Both of Turkey's leading airlines are aiming for similar capacity growth rates in 2019: 7%-8% for Turkish Airlines and 6%-8% for Pegasus. These are both a little less than DHMI's passenger growth forecast (although the difference is not great), but neither airline expects further load factor improvement.

Turkish Airlines' 2018 operating margin was its best since 2009

The continued healthy demand environment pushed both Turkish Airlines and Pegasus to another year of increased profits and margins in 2018.

Turkish Airlines improved its 2018 net result to a profit of USD753 million, from USD223 million in 2017 (although the group is based in Turkey, its financial reporting focuses on USD).

Its operating profit improved to USD1,169 million, from USD794 million in 2017, with revenue up by 17.3% to USD12,855 million.

Turkish Airlines' operating margin improved by 1.8ppts, to 9.1%, which was its highest margin since before the global financial crisis in 2009 (when it made 10.9%, the third successive year of double digit margins).

Turkish Airlines' 2018 operating margin confirmed its return to the broad range of margins occupied by Europe's big three legacy airline groups, after falling into loss in 2016.

It remained short of the 13.2% reported by IAG, but above Lufthansa Group's expected margin of 7.7% and Air France-KLM's reported margin of 7.4% for 2018.

Operating margin (% of revenue) for Turkish Airlines, IAG, Lufthansa Group, Air France-KLM and all European airlines: 2005 to 2018*

Pegasus' 2018 operating margin was its best since 2013

Pegasus improved its 2018 net result to a profit of TRY502 million (EUR88 million), from TRY501 million in 2017.

Its operating profit more than doubled to TRY817 million, from TRY405 million in 2017, with revenue up by 55.1% to TRY8,297 million.

Pegasus' operating margin improved by 2.3ppts, to 9.9%. This was its highest margin since 2013, but not quite at the 11% level reached in both 2012 and 2013.

Pegasus Airlines and Turkish Airlines follow the same profit cycle

As noted above, the operating margin of Turkish Airlines often diverges widely from the cycle followed by Western Europe's leading airline groups.
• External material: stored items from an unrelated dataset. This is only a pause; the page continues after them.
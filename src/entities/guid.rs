use std::fmt;

/// Engine-assigned identity of a spawned creature, game object or player.
///
/// A guid is only a lookup key; the object it names may have despawned.
#[derive(Debug, Clone, Copy, PartialEq, Eq, Hash, PartialOrd, Ord)]
pub struct ObjectGuid(pub u64);

impl fmt::Display for ObjectGuid {
    fn fmt(&self, f: &mut fmt::Formatter<'_>) -> fmt::Result {
        write!(f, "0x{:016X}", self.0)
    }
}
use crate::config::InstanceTuning;
use crate::entities::creature::{self as npc, CreatureEntry, CreatureInfo, PlayerInfo};
use crate::entities::game_object::{self as go, GameObjectEntry, GameObjectInfo, HEIGAN_TRAP_AREAS};
use crate::entities::guid::ObjectGuid;
use crate::instance::achievements::{
    self, CriteriaContext, SpecialAchievement, SpecialAchievementFlags,
    ACHIEVEMENT_CRITERIA_TYPE_KILL_CREATURE, TIMED_START_MAEXXNA, TIMED_START_PATCHWERK,
};
use crate::instance::dialogue::{
    DialogueSequencer, SpokenLine, NAXXRAMAS_DIALOGUE, SAY_KELTHUZAD_CAT_DIED,
    SAY_KELTHUZAD_TAUNT1, SAY_KELTHUZAD_TAUNT2, SAY_KELTHUZAD_TAUNT3, SAY_KELTHUZAD_TAUNT4,
};
use crate::instance::encounter::{self, SpawnAppearance};
use crate::instance::registry::{CreatureRole, GameObjectRole, TrackedObjects};
use crate::instance::status::{EncounterId, EncounterStatus, MAX_ENCOUNTER};
use crate::instance::timers::{InstanceTimer, TimerTable};
use crate::persistence::snapshot::{self, EncounterTable};
use crate::world::instance_map::{AiNotification, DespawnPolicy, InstanceMap};
use crate::world::position::Location;
use rand::rngs::StdRng;
use rand::{Rng, SeedableRng};

pub const SAPPHIRON_SPAWN: Location = Location::new(3521.48, -5234.87, 137.626, 4.53329);

/// Living Poison blobs crawl across the Patchwerk corridor: three start
/// points followed by their matching end points.
pub const LIVING_POISON_PATHS: [Location; 6] = [
    Location::new(3128.692, -3119.211, 293.346, 4.725505),
    Location::new(3154.432, -3125.669, 293.408, 4.456693),
    Location::new(3175.614, -3134.716, 293.282, 4.244928),
    Location::new(3128.709, -3157.404, 293.3238, 4.725505),
    Location::new(3145.881, -3158.563, 293.3216, 4.456693),
    Location::new(3157.736, -3164.859, 293.2874, 4.244928),
];
const LIVING_POISONS_PER_WAVE: usize = 3;

// Four background screams, 8873..=8876, while Thaddius lives.
pub const SOUND_SCREAM_FIRST: u32 = 8873;
const SCREAM_VARIANTS: u32 = 4;

const HORSEMEN_COUNT: u8 = 4;
const ZOMBIE_CHOW_THREAT: f32 = 2000.0;

/// Encounter coordinator for one Naxxramas instance.
///
/// Owns the encounter table and every timer; world objects are only known
/// by guid and resolved through the [`InstanceMap`] passed into each call.
pub struct NaxxramasInstance {
    encounters: EncounterTable,
    achievements: SpecialAchievementFlags,
    timers: TimerTable,
    tracked: TrackedObjects,
    dialogue: DialogueSequencer,
    horsemen_killed: u8,
    chamber_center: Location,
    instance_data: String,
    tuning: InstanceTuning,
    rng: StdRng,
}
However, these results from Turkey's two leading airlines again demonstrate that the two broadly follow the same profit cycle, in spite of their different business models.

Pegasus Airlines and Turkish Airlines: operating margin (%), 2010 to 2018

Both airlines occupy different market segments, in which they each have a unit cost advantage over other competitors. The macro (economic and geopolitical) drivers of the aviation cycle in Turkey are therefore likely to remain key to both.